Brief
Only the lines from the one with "if let Err(e)" to the end of the data below should be given again, exactly as written.

[Saved entries]
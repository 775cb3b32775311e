use std::time::Duration;

use tokio::runtime::Builder;

/// A small dedicated Tokio runtime used to refresh system metrics on a
/// timer, off the main service runtime so a busy request-handling pool
/// never delays (or is delayed by) metrics collection.
pub struct Runtime {
    handle: tokio::runtime::Runtime,
    interval: Duration,
}

impl Runtime {
    pub fn new(worker_threads: usize, interval: Duration) -> Self {
        let handle = Builder::new_multi_thread()
            .worker_threads(worker_threads.max(1))
            .thread_name("telemetry")
            .enable_all()
            .build()
            .expect("failed to build telemetry runtime");
        Self { handle, interval }
    }

    /// Spawns `refresh` on this runtime, calling it once per `interval`
    /// until the process exits. The dedicated runtime is kept alive by
    /// `self`, which the caller holds for the lifetime of the service.
    pub fn start<F>(&self, mut refresh: F)
    where
        F: FnMut() + Send + 'static,
    {
        let interval = self.interval;
        self.handle.spawn(async move {
            let mut ticker = tokio::time::interval(interval);
            loop {
                ticker.tick().await;
                refresh();
            }
        });
    }
}
fn leading_keyword(text: &str) -> String {
    text.trim_start()
        .split_whitespace()
        .next()
        .unwrap_or("")
        .to_uppercase()
}

async fn run_query(
    client: Arc<Client>,
    text: &str,
    params: &[Option<String>],
) -> Result<QueryOutcome, QueryError> {
    let param_types = vec![Type::UNKNOWN; params.len()];
    match client.prepare_typed(text, &param_types).await {
        Ok(stmt) => {
            // `cell_to_text` only has decoders for a fixed set of types; a
            // column outside that set (xid8, bytea, inet, arrays, enums,
            // interval, ...) would fail `try_get`'s type check. Run those
            // through the text protocol instead, which returns every column
            // as text with no type-based decode step.
            if stmt.columns().iter().any(|c| !is_decodable_type(c.type_())) {
                let substituted = substitute_params(text, params)?;
                return execute_simple(&client, &substituted).await;
            }
            execute_prepared(&client, &stmt, params, text).await
        }
        Err(prepare_err) => {
            let message = prepare_err
                .as_db_error()
                .map(|e| e.message().to_string())
                .unwrap_or_else(|| prepare_err.to_string());
            if message.contains("cannot insert multiple commands") {
                let substituted = substitute_params(text, params)?;
                execute_simple(&client, &substituted).await
            } else if prepare_err.as_db_error().is_some() {
                Err(QueryError::Recoverable(message))
            } else {
                Err(QueryError::Unrecoverable(message))
            }
        }
    }
}

async fn execute_prepared(
    client: &Client,
    stmt: &Statement,
    params: &[Option<String>],
    text: &str,
) -> Result<QueryOutcome, QueryError> {
    let values: Vec<Option<&str>> = params.iter().map(|p| p.as_deref()).collect();
    let refs: Vec<&(dyn ToSql + Sync)> =
        values.iter().map(|v| v as &(dyn ToSql + Sync)).collect();

    let command = leading_keyword(text);
    let fields: Vec<(String, u32)> = stmt
        .columns()
        .iter()
        .map(|c| (c.name().to_string(), c.type_().oid()))
        .collect();

    if stmt.columns().is_empty() {
        let row_count = client
            .execute(stmt, &refs)
            .await
            .map_err(classify_runtime_error)?;
        Ok(QueryOutcome {
            command,
            row_count,
            fields,
            rows: Vec::new(),
        })
    } else {
        let rows = client
            .query(stmt, &refs)
            .await
            .map_err(classify_runtime_error)?;
        let mut text_rows = Vec::with_capacity(rows.len());
        for row in &rows {
            text_rows.push(row_to_text(row)?);
        }
        Ok(QueryOutcome {
            row_count: text_rows.len() as u64,
            command,
            fields,
            rows: text_rows,
        })
    }
}
use prometheus::{Encoder, Registry, TextEncoder};

/// Implemented by a service's Prometheus metrics bundle so [`super::Telemetry`]
/// can encode it alongside the process/system metrics it collects on its own.
#[async_trait::async_trait]
pub trait TelemetryMetrics: Clone + Send + Sync + Sized + 'static {
    /// The registry this bundle's metrics were registered against.
    fn registry(&self) -> &Registry;

    /// Returns a clone of the metrics bundle, or `None` if metrics were
    /// never configured (e.g. `ServerMetrics::default()` used as a stand-in
    /// during tests).
    fn metrics(&self) -> Option<Self>;

    /// Encodes this bundle's registry in the Prometheus text exposition
    /// format. Encoding failures are logged and yield an empty string
    /// rather than failing the `/metrics` request.
    fn gather_metrics(&self) -> String {
        let encoder = TextEncoder::new();
        let mut buffer = Vec::new();
        if let Err(e) = encoder.encode(&self.registry().gather(), &mut buffer) {
            tracing::error!("could not encode telemetry registry: {}", e);
            return String::new();
        }
        String::from_utf8(buffer).unwrap_or_default()
    }
}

Solved exercise
        if let Err(e) = encoder.encode(&self.registry().gather(), &mut buffer) {
            tracing::error!("could not encode telemetry registry: {}", e);
            return String::new();
        }
        String::from_utf8(buffer).unwrap_or_default()
    }
}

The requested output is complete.